Baltimore Sun

Prosecutor­s: Probe helped to trip up Safe Streets worker

Investigat­ion targeted drugs smuggling at federal jail

- By Justin Fenton

Federal prosecutor­s told a judge Friday morning that a drug conspiracy case involving a Safe Streets outreach worker began with an investigat­ion of drug smuggling into Baltimore’s federal jail.

The Drug Enforcemen­t Administra­tion conducted a three-month wiretap investigat­ion on 50-year-old Ronald Alexander, in which they say they listened to him conduct drug transactio­ns and describe his role as a Safe Streets worker as helping buffer him from law enforcemen­t.

Assistant U.S. Attorney Matthew DellaBetta told Judge David Copperthit­e that the case began when Alexander was picked up on a wiretap “helping smuggle substances to incarcerat­ed inmates” at the Chesapeake Detention Facility through a “corrupt correction­s officer at that facility.” A wiretap of Alexander’s phones began in May.

“From that, Alexander was identified as an active drug distributo­r in the Baltimore metropolit­an area,” DellaBetta said.

The criminal complaint filed against Alexander does not mention the jail incident, and there is no such known case pending.

Copperthit­e ordered Alexander charged along with four others, one of whomhas not been taken into custody.

Among those charged is a man named Thomas Corey Crosby, who federal authoritie­s say was supplying Alexander.
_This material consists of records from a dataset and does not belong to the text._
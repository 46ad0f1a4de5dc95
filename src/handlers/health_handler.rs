//! handlers/health_handler.rs
use actix_web::{web, HttpResponse};

use crate::models::health_model::ComponentStatus;
use crate::services::health_service::HealthService;

/// GET /api/v1/health
pub async fn health_endpoint(health: web::Data<HealthService>) -> HttpResponse {
    let report = health.check().await;
    match report.status {
        ComponentStatus::Unhealthy => HttpResponse::ServiceUnavailable().json(report),
        _ => HttpResponse::Ok().json(report),
    }
}
//! models/request_model.rs
//! Cuerpos HTTP tal como llegan y su validación hacia `DispatchRequest`.

use serde::Deserialize;
use serde_json::Value;
use uuid::Uuid;

use crate::errors::ValidationError;
use crate::models::channel_model::Channel;
use crate::models::dispatch_model::DispatchRequest;

/// Body for POST /api/v1/dispatch. Every field is optional at the serde level
/// so that missing or mistyped fields surface as `ValidationError`s.
#[derive(Debug, Clone, Default, Deserialize)]
pub struct DispatchBody {
    pub route_id: Option<String>,
    pub driver_id: Option<String>,
    pub channels: Option<Vec<String>>,
    pub multi_channel: Option<bool>,
    pub metadata: Option<Value>,
}

/// Body for POST /api/v1/dispatch/batch. Items stay raw JSON so one bad item
/// fails alone instead of rejecting the whole batch.
#[derive(Debug, Clone, Deserialize)]
pub struct BatchDispatchBody {
    pub dispatches: Option<Vec<Value>>,
}

impl DispatchBody {
    pub fn from_value(value: Value) -> Result<Self, ValidationError> {
        if !value.is_object() {
            return Err(ValidationError::new(
                "body",
                "Request body must be a JSON object",
            ));
        }
        serde_json::from_value(value).map_err(|e| ValidationError::new("body", e.to_string()))
    }

    pub fn validate(self) -> Result<DispatchRequest, ValidationError> {
        let route_id = required_uuid("route_id", self.route_id)?;
        let driver_id = required_uuid("driver_id", self.driver_id)?;

        let mut channels: Vec<Channel> = Vec::new();
        for raw in self.channels.unwrap_or_default() {
            let channel = raw
                .parse::<Channel>()
                .map_err(|e| ValidationError::new("channels", e))?;
            if !channels.contains(&channel) {
                channels.push(channel);
            }
        }

        let metadata = match self.metadata {
            None | Some(Value::Null) => None,
            Some(Value::Object(map)) => Some(map),
            Some(_) => {
                return Err(ValidationError::new(
                    "metadata",
                    "metadata must be a JSON object",
                ))
            }
        };

        Ok(DispatchRequest {
            route_id,
            driver_id,
            channels,
            multi_channel: self.multi_channel.unwrap_or(false),
            metadata,
        })
    }
}

pub fn validate_uuid(field: &str, value: &str) -> Result<String, ValidationError> {
    Uuid::parse_str(value.trim())
        .map(|id| id.to_string())
        .map_err(|_| ValidationError::new(field, format!("{field} must be a valid UUID")))
}

fn required_uuid(field: &str, value: Option<String>) -> Result<String, ValidationError> {
    match value {
        Some(v) if !v.trim().is_empty() => validate_uuid(field, &v),
        _ => Err(ValidationError::new(field, format!("{field} is required"))),
    }
}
At his detention hearing, prosecutor­s noted that Crosby had been working as a house manager at a Gaudenzia drug treatment center.

DellaBetta told Copperthit­e that Alexander was recorded saying that he could get one of his drug-dealing associates hired by Safe Streets, and that it could be used as cover for drug dealing. Alexander told the man that if he got pulled over, he would tell police that he worked for Safe Streets and that he was calling the mayor’s office.
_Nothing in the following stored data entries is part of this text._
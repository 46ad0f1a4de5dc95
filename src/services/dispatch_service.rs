//! services/dispatch_service.rs
//! Orquestador: carga entidades, elige canales, renderiza una vez y envía en paralelo.

use std::sync::Arc;

use chrono::Utc;
use futures::future::join_all;
use tokio::{
    sync::Semaphore,
    time::{timeout, timeout_at, Instant},
};

use crate::config::dispatch_config::OrchestratorSettings;
use crate::errors::{DispatchError, EntityKind, ValidationError};
use crate::models::channel_model::Channel;
use crate::models::dispatch_model::{
    BatchDispatchResult, BatchItemResult, ChannelDispatchStatus, ChannelDispatchUpdate,
    DispatchList, DispatchListFilters, DispatchRequest, DispatchResult,
    DispatchRecord, DispatchStats, DispatchStatus, DispatchWithChannels, NewDispatch,
};
use crate::models::entity_model::{Booking, Driver, Route, Vehicle};
use crate::services::channel_router::ChannelRouter;
use crate::services::channels::{ChannelRegistry, SendContext, SendOutcome};
use crate::services::dispatch_repository::DispatchRepository;
use crate::services::entity_repository::EntityRepository;
use crate::services::template_service::TemplateEngine;

pub const MAX_BATCH_SIZE: usize = 100;
pub const DEFAULT_PAGE_SIZE: u32 = 50;
pub const MAX_PAGE_SIZE: u32 = 100;

struct Prepared {
    route: Route,
    driver: Driver,
    vehicle: Option<Vehicle>,
    bookings: Vec<Booking>,
    channels: Vec<Channel>,
    dispatch: DispatchRecord,
}

#[derive(Clone)]
pub struct DispatchOrchestrator {
    entities: Arc<dyn EntityRepository>,
    dispatches: Arc<dyn DispatchRepository>,
    registry: Arc<ChannelRegistry>,
    router: ChannelRouter,
    templates: TemplateEngine,
    settings: OrchestratorSettings,
}

impl DispatchOrchestrator {
    pub fn new(
        entities: Arc<dyn EntityRepository>,
        dispatches: Arc<dyn DispatchRepository>,
        registry: Arc<ChannelRegistry>,
        templates: TemplateEngine,
        settings: OrchestratorSettings,
    ) -> Self {
        DispatchOrchestrator {
            router: ChannelRouter::new(registry.clone()),
            entities,
            dispatches,
            registry,
            templates,
            settings,
        }
    }

    /// Runs one dispatch to completion.
    ///
    /// Not-found and no-channel errors return before anything is written. Once the
    /// dispatch row exists, channel failures are recorded per channel and never
    /// surface as errors. `dispatch_timeout` bounds the whole call: if it runs out
    /// before the row is written the call fails with `TimedOut`, afterwards with
    /// `Cancelled`, leaving the row in `sending`.
    pub async fn dispatch(&self, request: DispatchRequest) -> Result<DispatchResult, DispatchError> {
        log::info!(
            "Dispatch requested: route={} driver={}",
            request.route_id,
            request.driver_id
        );
        let deadline = Instant::now() + self.settings.dispatch_timeout;

        let Prepared {
            route,
            driver,
            vehicle,
            bookings,
            channels,
            dispatch,
        } = match timeout_at(deadline, self.prepare(request)).await {
            Ok(prepared) => prepared?,
            Err(_) => {
                log::warn!(
                    "Dispatch timed out after {:?} before it was recorded",
                    self.settings.dispatch_timeout
                );
                return Err(DispatchError::TimedOut {
                    timeout_secs: self.settings.dispatch_timeout.as_secs(),
                });
            }
        };

        let context = self.templates.build_context(
            &dispatch,
            &driver,
            &route,
            vehicle.as_ref(),
            &bookings,
        );
        let message = self.templates.render(&context);

        if let Err(e) = self
            .dispatches
            .update_dispatch_status(&dispatch.id, DispatchStatus::Sending)
            .await
        {
            log::error!("Dispatch {}: could not mark as sending: {}", dispatch.id, e);
        }

        let send_context = SendContext {
            dispatch: &dispatch,
            driver: &driver,
            route: &route,
            message: &message,
        };
        let fan_out = join_all(
            channels
                .iter()
                .map(|channel| self.send_to_channel(send_context, *channel)),
        );

        let statuses = match timeout_at(deadline, fan_out).await {
            Ok(statuses) => statuses,
            Err(_) => {
                log::warn!(
                    "Dispatch {} cancelled after {:?}; left in sending",
                    dispatch.id,
                    self.settings.dispatch_timeout
                );
                return Err(DispatchError::Cancelled {
                    dispatch_id: dispatch.id,
                    timeout_secs: self.settings.dispatch_timeout.as_secs(),
                });
            }
        };

        let status = DispatchStatus::aggregate(statuses);
        if let Err(e) = self
            .dispatches
            .update_dispatch_status(&dispatch.id, status)
            .await
        {
            log::error!(
                "Dispatch {}: final status {} not persisted: {}",
                dispatch.id,
                status,
                e
            );
        }

        log::info!("Dispatch {} finished: {}", dispatch.id, status);
        Ok(DispatchResult {
            dispatch_id: dispatch.id,
            status,
            requested_channels: channels,
        })
    }

    /// Steps up to and including the `pending` dispatch row.
    async fn prepare(&self, request: DispatchRequest) -> Result<Prepared, DispatchError> {
        let (route, driver) = tokio::try_join!(
            self.entities.get_route(&request.route_id),
            self.entities.get_driver(&request.driver_id),
        )?;
        let Some(route) = route else {
            log::warn!("Route not found: {}", request.route_id);
            return Err(DispatchError::entity_not_found(EntityKind::Route, &request.route_id));
        };
        let Some(driver) = driver else {
            log::warn!("Driver not found: {}", request.driver_id);
            return Err(DispatchError::entity_not_found(EntityKind::Driver, &request.driver_id));
        };

        let (vehicle, bookings) = tokio::join!(
            self.fetch_vehicle(&route),
            self.entities.get_bookings_for_route(&route.id),
        );
        let bookings = bookings?;

        let channels = self.router.select(&driver, &request).map_err(|e| {
            log::warn!("{}", e);
            e
        })?;

        let dispatch = self
            .dispatches
            .create_dispatch(NewDispatch {
                route_id: route.id.clone(),
                driver_id: driver.id.clone(),
                requested_channels: channels.clone(),
                metadata: request.metadata,
            })
            .await?;
        log::info!(
            "Dispatch {} created with channels {:?}",
            dispatch.id,
            channels
        );

        Ok(Prepared {
            route,
            driver,
            vehicle,
            bookings,
            channels,
            dispatch,
        })
    }

    /// A missing or unreadable vehicle only means "not assigned" in the message.
    async fn fetch_vehicle(&self, route: &Route) -> Option<Vehicle> {
        let vehicle_id = route.vehicle_id.as_deref().filter(|v| !v.is_empty())?;
        match self.entities.get_vehicle(vehicle_id).await {
            Ok(vehicle) => vehicle,
            Err(e) => {
                log::warn!("Route {}: vehicle {} unavailable: {}", route.id, vehicle_id, e);
                None
            }
        }
    }

    /// One channel attempt: row, sending, send, outcome. Returns the settled status
    /// even when the outcome could not be persisted.
    async fn send_to_channel(
        &self,
        context: SendContext<'_>,
        channel: Channel,
    ) -> ChannelDispatchStatus {
        let dispatch_id = &context.dispatch.id;

        let record = match self
            .dispatches
            .create_channel_dispatch(dispatch_id, channel)
            .await
        {
            Ok(record) => record,
            Err(e) => {
                log::error!(
                    "Dispatch {}: {} not attempted, channel row not created: {}",
                    dispatch_id,
                    channel,
                    e
                );
                return ChannelDispatchStatus::Failed;
            }
        };

        if let Err(e) = self
            .dispatches
            .update_channel_dispatch(&record.id, ChannelDispatchUpdate::sending())
            .await
        {
            log::error!(
                "Dispatch {}: could not mark {} as sending: {}",
                dispatch_id,
                channel,
                e
            );
        }

        let outcome = self.attempt(&context, channel).await;
        let update = settle(&outcome);
        let status = update.status;

        if status == ChannelDispatchStatus::Delivered {
            log::info!("Dispatch {}: {} delivered", dispatch_id, channel);
        } else {
            log::warn!(
                "Dispatch {}: {} failed: {}",
                dispatch_id,
                channel,
                outcome.error.as_deref().unwrap_or("unknown error")
            );
        }

        if let Err(e) = self
            .dispatches
            .update_channel_dispatch(&record.id, update)
            .await
        {
            log::error!(
                "Dispatch {}: {} outcome not persisted ({}): {:?}",
                dispatch_id,
                channel,
                e,
                outcome
            );
        }

        status
    }

    async fn attempt(&self, context: &SendContext<'_>, channel: Channel) -> SendOutcome {
        let started = Utc::now();
        let Some(adapter) = self.registry.get(channel) else {
            return SendOutcome::failed(
                format!("No adapter registered for channel {channel}"),
                started,
            );
        };

        match timeout(self.settings.channel_send_timeout, adapter.send(context)).await {
            Ok(outcome) => outcome,
            Err(_) => SendOutcome::failed(
                format!(
                    "Channel {} timed out after {:?}",
                    channel, self.settings.channel_send_timeout
                ),
                started,
            ),
        }
    }

    pub async fn dispatch_batch(
        &self,
        requests: Vec<DispatchRequest>,
    ) -> Result<BatchDispatchResult, DispatchError> {
        self.dispatch_batch_parsed(requests.into_iter().map(Ok).collect())
            .await
    }

    /// Items that failed validation are reported at their index without being run.
    /// Results keep input order regardless of completion order.
    pub async fn dispatch_batch_parsed(
        &self,
        items: Vec<Result<DispatchRequest, ValidationError>>,
    ) -> Result<BatchDispatchResult, DispatchError> {
        if items.is_empty() || items.len() > MAX_BATCH_SIZE {
            return Err(DispatchError::InvalidBatchSize {
                got: items.len(),
                max: MAX_BATCH_SIZE,
            });
        }

        log::info!("Batch dispatch of {} items", items.len());
        let semaphore = Semaphore::new(self.settings.batch_concurrency.max(1));
        let semaphore = &semaphore;

        let tasks = items.into_iter().enumerate().map(|(index, item)| async move {
            let request = match item {
                Ok(request) => request,
                Err(e) => return BatchItemResult::failed(index, DispatchError::from(e).to_string()),
            };
            let _permit = match semaphore.acquire().await {
                Ok(permit) => permit,
                Err(_) => return BatchItemResult::failed(index, "Batch worker pool closed".into()),
            };
            match self.dispatch(request).await {
                Ok(result) => BatchItemResult::succeeded(index, result.dispatch_id),
                Err(e) => BatchItemResult::failed(index, e.to_string()),
            }
        });

        let batch = BatchDispatchResult::from_results(join_all(tasks).await);
        log::info!(
            "Batch finished: {} ok, {} failed",
            batch.summary.successful,
            batch.summary.failed
        );
        Ok(batch)
    }

    pub async fn get_dispatch(&self, id: &str) -> Result<DispatchWithChannels, DispatchError> {
        self.dispatches
            .get_dispatch_with_channels(id)
            .await?
            .ok_or_else(|| DispatchError::DispatchNotFound(id.to_string()))
    }

    pub async fn list_dispatches(
        &self,
        filters: DispatchListFilters,
    ) -> Result<DispatchList, DispatchError> {
        let limit = filters.limit.unwrap_or(DEFAULT_PAGE_SIZE);
        if limit == 0 || limit > MAX_PAGE_SIZE {
            return Err(ValidationError::new(
                "limit",
                format!("limit must be between 1 and {MAX_PAGE_SIZE}"),
            )
            .into());
        }
        let offset = filters.offset.unwrap_or(0);

        let (dispatches, total) = self
            .dispatches
            .list_dispatches(&filters, limit, offset)
            .await?;
        Ok(DispatchList {
            dispatches,
            total,
            limit,
            offset,
        })
    }

    pub async fn dispatch_stats(&self) -> Result<DispatchStats, DispatchError> {
        Ok(self.dispatches.get_dispatch_stats().await?)
    }
}

fn settle(outcome: &SendOutcome) -> ChannelDispatchUpdate {
    if outcome.success {
        ChannelDispatchUpdate {
            status: ChannelDispatchStatus::Delivered,
            provider_message_id: outcome.provider_message_id.clone(),
            error_message: None,
            sent_at: Some(outcome.sent_at),
            delivered_at: Some(Utc::now()),
        }
    } else {
        ChannelDispatchUpdate {
            sent_at: Some(outcome.sent_at),
            ..ChannelDispatchUpdate::failed(
                outcome
                    .error
                    .clone()
                    .unwrap_or_else(|| "Unknown error".to_string()),
            )
        }
    }
}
Alexander said that “Safe Streets had saved him, by using the Safe Streets brand as a shield, he was able to escape arrest,” DellaBetta said.

City officials said Alexander worked at the program’s Franklin Square site, administer­ed by Bon Secours Mercy Health, since April and was fired after his arrest.
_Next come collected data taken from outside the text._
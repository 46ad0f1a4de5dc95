//! tests/mod.rs
pub mod support;

mod template_tests;
//! services/channel_router.rs
//! Elige por qué canales se envía un despacho. Sin I/O: solo consulta el registro.

use std::sync::Arc;

use crate::errors::DispatchError;
use crate::models::channel_model::{Channel, DEFAULT_PRIORITY};
use crate::models::dispatch_model::DispatchRequest;
use crate::models::entity_model::Driver;
use crate::services::channels::ChannelRegistry;

#[derive(Clone)]
pub struct ChannelRouter {
    registry: Arc<ChannelRegistry>,
}

impl ChannelRouter {
    pub fn new(registry: Arc<ChannelRegistry>) -> Self {
        Self { registry }
    }

    /// Channels to attempt, in send order.
    ///
    /// 1. Explicit channels, filtered to the reachable ones.
    /// 2. `multi_channel`: every reachable channel in default priority.
    /// 3. The preferred channel when reachable.
    /// 4. With fallback enabled, the first reachable channel other than the preferred one.
    ///
    /// A driver with no preferred channel gets the first reachable channel in priority order.
    pub fn select(
        &self,
        driver: &Driver,
        request: &DispatchRequest,
    ) -> Result<Vec<Channel>, DispatchError> {
        let reachable = |channel: &Channel| self.registry.can_send(*channel, driver);

        let selected: Vec<Channel> = if !request.channels.is_empty() {
            let mut channels = Vec::with_capacity(request.channels.len());
            for channel in request.channels.iter().filter(|c| reachable(*c)) {
                if !channels.contains(channel) {
                    channels.push(*channel);
                }
            }
            channels
        } else if request.multi_channel {
            DEFAULT_PRIORITY.iter().copied().filter(reachable).collect()
        } else {
            match driver.preferred_channel {
                Some(preferred) if reachable(&preferred) => vec![preferred],
                Some(preferred) if driver.fallback_enabled => DEFAULT_PRIORITY
                    .iter()
                    .copied()
                    .filter(|c| *c != preferred)
                    .find(reachable)
                    .into_iter()
                    .collect(),
                Some(_) => Vec::new(),
                None => DEFAULT_PRIORITY
                    .iter()
                    .copied()
                    .find(reachable)
                    .into_iter()
                    .collect(),
            }
        };

        if selected.is_empty() {
            return Err(DispatchError::NoChannelAvailable {
                driver_id: driver.id.clone(),
            });
        }
        Ok(selected)
    }
}
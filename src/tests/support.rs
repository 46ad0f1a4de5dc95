//! tests/support.rs
//! Dobles de prueba compartidos: repositorios en memoria, adaptadores guionizados y fixtures.

use std::collections::{HashMap, HashSet};
use std::sync::atomic::{AtomicBool, AtomicUsize, Ordering};
use std::sync::{Arc, Mutex};
use std::time::Duration;

use async_trait::async_trait;
use chrono::Utc;
use uuid::Uuid;

use crate::config::dispatch_config::OrchestratorSettings;
use crate::errors::{RepositoryError, RepositoryErrorCode};
use crate::models::channel_model::Channel;
use crate::models::dispatch_model::{
    ChannelDispatchRecord, ChannelDispatchStatus, ChannelDispatchUpdate, DispatchListFilters,
    DispatchRecord, DispatchStats, DispatchStatus, DispatchWithChannels, NewDispatch,
};
use crate::models::entity_model::{Booking, Driver, Route, Vehicle};
use crate::services::channels::{
    ChannelAdapter, ChannelRegistry, HealthStatus, SendContext, SendOutcome,
};
use crate::services::dispatch_repository::DispatchRepository;
use crate::services::dispatch_service::DispatchOrchestrator;
use crate::services::entity_repository::EntityRepository;
use crate::services::template_service::TemplateEngine;

pub const ROUTE_ID: &str = "6f1a2b3c-4d5e-4f60-8a7b-9c0d1e2f3a4b";
pub const VEHICLE_ID: &str = "0b6c1d2e-3f40-4a5b-8c6d-7e8f9a0b1c2d";
pub const DRIVER_BOTH: &str = "11111111-1111-4111-8111-111111111111";
pub const DRIVER_EMAIL_ONLY: &str = "22222222-2222-4222-8222-222222222222";
pub const DRIVER_UNREACHABLE: &str = "33333333-3333-4333-8333-333333333333";
pub const UNKNOWN_ID: &str = "99999999-9999-4999-8999-999999999999";

pub fn driver(
    id: &str,
    email: Option<&str>,
    telegram_chat_id: Option<&str>,
    preferred_channel: Option<Channel>,
    fallback_enabled: bool,
) -> Driver {
    Driver {
        id: id.to_string(),
        first_name: "Ana".to_string(),
        last_name: "Lopez".to_string(),
        email: email.map(str::to_string),
        telegram_chat_id: telegram_chat_id.map(str::to_string),
        preferred_channel,
        fallback_enabled,
    }
}

pub fn route(id: &str, vehicle_id: Option<&str>) -> Route {
    Route {
        id: id.to_string(),
        name: "Downtown Loop".to_string(),
        code: Some("DT-01".to_string()),
        date: "2025-03-14".to_string(),
        planned_start_time: Some("08:00".to_string()),
        planned_end_time: Some("16:30".to_string()),
        total_stops: 2,
        total_distance_km: Some(12.34),
        total_duration_minutes: Some(95),
        vehicle_id: vehicle_id.map(str::to_string),
        driver_id: None,
    }
}

pub fn vehicle(id: &str) -> Vehicle {
    Vehicle {
        id: id.to_string(),
        name: "Van 3".to_string(),
        license_plate: Some("ABC-123".to_string()),
        make: Some("Ford".to_string()),
        model: Some("Transit".to_string()),
    }
}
“As a program that employs and relies heavily upon individual­s with criminal histories, recidivism is an adverse risk of this strategy,” said Tamika Gauvin, director of the mayor’s Office on Criminal Justice, in a statement. “Upon learning that a member of the Safe Streets Baltimore team had been engaged in illegal activity, the office took swift action to separate him from the program.”

Safe Streets is a program run through the city’s Office on Criminal Justice — formerly through the Health Department — that employs ex-offenders to use their street credibilit­y and experience­s to mediate conflicts and reduce violence. Alexander was sentenced to 20 years in federal prison in 2002 and was released in 2017, court records show.

The program’s employees explicitly do not work with police or share informatio­n, as part of offering a safe space for people who may be engaged in crime. The goal is to reduce violence. The outreach workers are instructed to steer clear of crime.

Over the years, the program has been associated with crime declines where it’s been deployed, as well as run afoul of police.

While Alexander allegedly said Safe Streets helped him avoid law enforcemen­t, others have said that police have targeted the program’s employees in the past. Members of the Gun Trace Task Force were recorded on body camera stopping one Safe Streets worker in 2016, and searching his home without a warrant. The body camera of Detective Daniel Hersl recorded him saying Safe Streets workers were “dirty.”

The DEA alleges Alexander ran a drug shop in the area of Spaulding and Palmer avenues near Pimlico Race Course. They recorded him discussing drug traffickin­g as well as firearms.

Alexander’s defense attorney asked Copperthit­e to allow Alexander to be released pending trial, citing health concerns due to COVID-19.